▸ **WHAT THE EXERCISE ASKS**
Your answer must be the records below, printed exactly.

--- EXERCISE MATERIALS ---

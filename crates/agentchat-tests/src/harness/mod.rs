pub mod chat;

use agentchat_core::Message;
use std::future::Future;
use std::time::Duration;

/// Poll `check` until it returns true, or timeout. Returns the last result.
pub async fn poll_until<F, Fut>(timeout: Duration, mut check: F) -> bool
where
    F: FnMut() -> Fut,
    Fut: Future<Output = bool>,
{
    let deadline = tokio::time::Instant::now() + timeout;
    loop {
        if check().await {
            return true;
        }
        if tokio::time::Instant::now() >= deadline {
            return false;
        }
        tokio::time::sleep(Duration::from_millis(20)).await;
    }
}

/// Poll the engine's message list until it holds at least `count` messages.
pub async fn poll_messages_until(
    chat: &chat::TestChat,
    count: usize,
    timeout: Duration,
) -> Vec<Message> {
    let deadline = tokio::time::Instant::now() + timeout;
    loop {
        let messages = chat.engine.state().await.messages;
        if messages.len() >= count || tokio::time::Instant::now() >= deadline {
            return messages;
        }
        tokio::time::sleep(Duration::from_millis(20)).await;
    }
}

/// Initialize tracing for tests (only once per process).
pub fn init_tracing() {
    use std::sync::Once;
    static INIT: Once = Once::new();
    INIT.call_once(|| {
        tracing_subscriber::fmt()
            .with_env_filter("agentchat_core=debug,agentchat_loopback=debug")
            .with_test_writer()
            .try_init()
            .ok();
    });
}
//! # Validation Module
//!
//! Input validation for Tuzo requests.
//!
//! ## Validation Strategy
//! ```text
//! ┌─────────────────────────────────────────────────────────────────────────┐
//! │                      Validation Layers                                  │
//! │                                                                         │
//! │  Layer 1: HTTP handler (tuzo-api)                                      │
//! │  ├── Type validation (JSON deserialization)                            │
//! │  └── THIS MODULE: field rules, phone normalisation                     │
//! │           │                                                             │
//! │           ▼                                                             │
//! │  Layer 2: Ledger rules (points, referral)                              │
//! │           │                                                             │
//! │           ▼                                                             │
//! │  Layer 3: Database (SQLite)                                            │
//! │  ├── CHECK constraints (points >= 0, ...)                              │
//! │  ├── UNIQUE constraints (phone per business, code, referred)           │
//! │  └── Foreign key constraints                                           │
//! └─────────────────────────────────────────────────────────────────────────┘
//! ```
//!
//! ## Usage
//! ```rust
//! use tuzo_core::validation::{normalize_phone, validate_name};
//!
//! assert_eq!(normalize_phone("+254 712-345 678").unwrap(), "+254712345678");
//! assert!(validate_name("name", "Mama Mboga Grocers").is_ok());
//! ```

use crate::error::ValidationError;

/// Result type for validation operations.
pub type ValidationResult<T> = Result<T, ValidationError>;

/// Longest accepted display name.
pub const MAX_NAME_LEN: usize = 100;

/// Longest accepted street address.
pub const MAX_ADDRESS_LEN: usize = 200;

/// Name stored for customers who check in without giving one.
pub const DEFAULT_CUSTOMER_NAME: &str = "Guest";

// =============================================================================
// String Validators
// =============================================================================

/// Validates a display name (business, owner, customer).
///
/// ## Rules
/// - Must not be empty after trimming
/// - At most 100 characters
///
/// ## Returns
/// The trimmed name.
pub fn validate_name(field: &str, name: &str) -> ValidationResult<String> {
    let name = name.trim();

    if name.is_empty() {
        return Err(ValidationError::Required {
            field: field.to_string(),
        });
    }

    if name.chars().count() > MAX_NAME_LEN {
        return Err(ValidationError::TooLong {
            field: field.to_string(),
            max: MAX_NAME_LEN,
        });
    }

    Ok(name.to_string())
}

/// Validates an optional address. Blank input becomes None.
pub fn validate_address(address: Option<&str>) -> ValidationResult<Option<String>> {
    let Some(address) = address.map(str::trim).filter(|a| !a.is_empty()) else {
        return Ok(None);
    };

    if address.chars().count() > MAX_ADDRESS_LEN {
        return Err(ValidationError::TooLong {
            field: "address".to_string(),
            max: MAX_ADDRESS_LEN,
        });
    }

    Ok(Some(address.to_string()))
}

/// Normalises a phone number into its stored form.
///
/// ## Rules
/// - Spaces, dashes, dots and parentheses are removed
/// - One optional leading `+`
/// - 7 to 15 digits (E.164 upper bound)
///
/// ## Example
/// ```rust
/// use tuzo_core::validation::normalize_phone;
///
/// assert_eq!(normalize_phone("(0712) 345-678").unwrap(), "0712345678");
/// assert!(normalize_phone("12ab").is_err());
/// ```
pub fn normalize_phone(phone: &str) -> ValidationResult<String> {
    let phone = phone.trim();

    if phone.is_empty() {
        return Err(ValidationError::Required {
            field: "phone".to_string(),
        });
    }

    let (plus, rest) = match phone.strip_prefix('+') {
        Some(rest) => ("+", rest),
        None => ("", phone),
    };

    let mut digits = String::with_capacity(rest.len());
    for c in rest.chars() {
        match c {
            '0'..='9' => digits.push(c),
            ' ' | '-' | '.' | '(' | ')' => {}
            _ => {
                return Err(ValidationError::InvalidFormat {
                    field: "phone".to_string(),
                    reason: "must contain only digits, spaces, dashes and a leading +"
                        .to_string(),
                })
            }
        }
    }

    if !(7..=15).contains(&digits.len()) {
        return Err(ValidationError::OutOfRange {
            field: "phone digits".to_string(),
            min: 7,
            max: 15,
        });
    }

    Ok(format!("{plus}{digits}"))
}

// =============================================================================
// Unit Tests
// =============================================================================

#[cfg(test)]
mod tests {
    use super::*;

    #[test]
    fn test_validate_name() {
        assert_eq!(validate_name("name", "  Kahawa House ").unwrap(), "Kahawa House");
        assert!(validate_name("name", "").is_err());
        assert!(validate_name("name", "   ").is_err());
        assert!(validate_name("name", &"A".repeat(101)).is_err());
    }

    #[test]
    fn test_validate_address() {
        assert_eq!(validate_address(None).unwrap(), None);
        assert_eq!(validate_address(Some("  ")).unwrap(), None);
        assert_eq!(
            validate_address(Some(" Moi Avenue ")).unwrap(),
            Some("Moi Avenue".to_string())
        );
        assert!(validate_address(Some(&"x".repeat(201))).is_err());
    }

    #[test]
    fn test_normalize_phone() {
        assert_eq!(normalize_phone("+254 712 345 678").unwrap(), "+254712345678");
        assert_eq!(normalize_phone("0712-345-678").unwrap(), "0712345678");

        assert!(normalize_phone("").is_err());
        assert!(normalize_phone("12345").is_err());
        assert!(normalize_phone("+").is_err());
        assert!(normalize_phone("07123x5678").is_err());
        assert!(normalize_phone("++254712345678").is_err());
        assert!(normalize_phone(&"1".repeat(16)).is_err());
    }
}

---

▸ **EXPECTED ANSWER**
filename crates/agentchat-tests/src/harness/mod.rs
pub mod chat;

use agentchat_core::Message;
use std::future::Future;
use std::time::Duration;

/// Poll `check` until it returns true, or timeout. Returns the last result.
pub async fn poll_until<F, Fut>(timeout: Duration, mut check: F) -> bool
where
    F: FnMut() -> Fut,
    Fut: Future<Output = bool>,
{
    let deadline = tokio::time::Instant::now() + timeout;
    loop {
        if check().await {
            return true;
        }
        if tokio::time::Instant::now() >= deadline {
            return false;
        }
        tokio::time::sleep(Duration::from_millis(20)).await;
    }
}

/// Poll the engine's message list until it holds at least `count` messages.
pub async fn poll_messages_until(
    chat: &chat::TestChat,
    count: usize,
    timeout: Duration,
) -> Vec<Message> {
    let deadline = tokio::time::Instant::now() + timeout;
    loop {
        let messages = chat.engine.state().await.messages;
        if messages.len() >= count || tokio::time::Instant::now() >= deadline {
            return messages;
        }
        tokio::time::sleep(Duration::from_millis(20)).await;
    }
}

/// Initialize tracing for tests (only once per process).
pub fn init_tracing() {
    use std::sync::Once;
    static INIT: Once = Once::new();
    INIT.call_once(|| {
        tracing_subscriber::fmt()
            .with_env_filter("agentchat_core=debug,agentchat_loopback=debug")
            .with_test_writer()
            .try_init()
            .ok();
    });
}
//! # Validation Module
//!
//! Input validation for Tuzo requests.
//!
//! ## Validation Strategy
//! ```text
//! ┌─────────────────────────────────────────────────────────────────────────┐
//! │                      Validation Layers                                  │
//! │                                                                         │
//! │  Layer 1: HTTP handler (tuzo-api)                                      │
//! │  ├── Type validation (JSON deserialization)                            │
//! │  └── THIS MODULE: field rules, phone normalisation                     │
//! │           │                                                             │
//! │           ▼                                                             │
//! │  Layer 2: Ledger rules (points, referral)                              │
//! │           │                                                             │
//! │           ▼                                                             │
//! │  Layer 3: Database (SQLite)                                            │
//! │  ├── CHECK constraints (points >= 0, ...)                              │
//! │  ├── UNIQUE constraints (phone per business, code, referred)           │
//! │  └── Foreign key constraints                                           │
//! └─────────────────────────────────────────────────────────────────────────┘
//! ```
//!
//! ## Usage
//! ```rust
//! use tuzo_core::validation::{normalize_phone, validate_name};
//!
//! assert_eq!(normalize_phone("+254 712-345 678").unwrap(), "+254712345678");
//! assert!(validate_name("name", "Mama Mboga Grocers").is_ok());
//! ```

use crate::error::ValidationError;

/// Result type for validation operations.
pub type ValidationResult<T> = Result<T, ValidationError>;

/// Longest accepted display name.
pub const MAX_NAME_LEN: usize = 100;

/// Longest accepted street address.
pub const MAX_ADDRESS_LEN: usize = 200;

/// Name stored for customers who check in without giving one.
pub const DEFAULT_CUSTOMER_NAME: &str = "Guest";

// =============================================================================
// String Validators
// =============================================================================

/// Validates a display name (business, owner, customer).
///
/// ## Rules
/// - Must not be empty after trimming
/// - At most 100 characters
///
/// ## Returns
/// The trimmed name.
pub fn validate_name(field: &str, name: &str) -> ValidationResult<String> {
    let name = name.trim();

    if name.is_empty() {
        return Err(ValidationError::Required {
            field: field.to_string(),
        });
    }

    if name.chars().count() > MAX_NAME_LEN {
        return Err(ValidationError::TooLong {
            field: field.to_string(),
            max: MAX_NAME_LEN,
        });
    }

    Ok(name.to_string())
}

/// Validates an optional address. Blank input becomes None.
pub fn validate_address(address: Option<&str>) -> ValidationResult<Option<String>> {
    let Some(address) = address.map(str::trim).filter(|a| !a.is_empty()) else {
        return Ok(None);
    };

    if address.chars().count() > MAX_ADDRESS_LEN {
        return Err(ValidationError::TooLong {
            field: "address".to_string(),
            max: MAX_ADDRESS_LEN,
        });
    }

    Ok(Some(address.to_string()))
}

/// Normalises a phone number into its stored form.
///
/// ## Rules
/// - Spaces, dashes, dots and parentheses are removed
/// - One optional leading `+`
/// - 7 to 15 digits (E.164 upper bound)
///
/// ## Example
/// ```rust
/// use tuzo_core::validation::normalize_phone;
///
/// assert_eq!(normalize_phone("(0712) 345-678").unwrap(), "0712345678");
/// assert!(normalize_phone("12ab").is_err());
/// ```
pub fn normalize_phone(phone: &str) -> ValidationResult<String> {
    let phone = phone.trim();

    if phone.is_empty() {
        return Err(ValidationError::Required {
            field: "phone".to_string(),
        });
    }

    let (plus, rest) = match phone.strip_prefix('+') {
        Some(rest) => ("+", rest),
        None => ("", phone),
    };

    let mut digits = String::with_capacity(rest.len());
    for c in rest.chars() {
        match c {
            '0'..='9' => digits.push(c),
            ' ' | '-' | '.' | '(' | ')' => {}
            _ => {
                return Err(ValidationError::InvalidFormat {
                    field: "phone".to_string(),
                    reason: "must contain only digits, spaces, dashes and a leading +"
                        .to_string(),
                })
            }
        }
    }

    if !(7..=15).contains(&digits.len()) {
        return Err(ValidationError::OutOfRange {
            field: "phone digits".to_string(),
            min: 7,
            max: 15,
        });
    }

    Ok(format!("{plus}{digits}"))
}

// =============================================================================
// Unit Tests
// =============================================================================

#[cfg(test)]
mod tests {
    use super::*;

    #[test]
    fn test_validate_name() {
        assert_eq!(validate_name("name", "  Kahawa House ").unwrap(), "Kahawa House");
        assert!(validate_name("name", "").is_err());
        assert!(validate_name("name", "   ").is_err());
        assert!(validate_name("name", &"A".repeat(101)).is_err());
    }

    #[test]
    fn test_validate_address() {
        assert_eq!(validate_address(None).unwrap(), None);
        assert_eq!(validate_address(Some("  ")).unwrap(), None);
        assert_eq!(
            validate_address(Some(" Moi Avenue ")).unwrap(),
            Some("Moi Avenue".to_string())
        );
        assert!(validate_address(Some(&"x".repeat(201))).is_err());
    }

    #[test]
    fn test_normalize_phone() {
        assert_eq!(normalize_phone("+254 712 345 678").unwrap(), "+254712345678");
        assert_eq!(normalize_phone("0712-345-678").unwrap(), "0712345678");

        assert!(normalize_phone("").is_err());
        assert!(normalize_phone("12345").is_err());
        assert!(normalize_phone("+").is_err());
        assert!(normalize_phone("07123x5678").is_err());
        assert!(normalize_phone("++254712345678").is_err());
        assert!(normalize_phone(&"1".repeat(16)).is_err());
    }
}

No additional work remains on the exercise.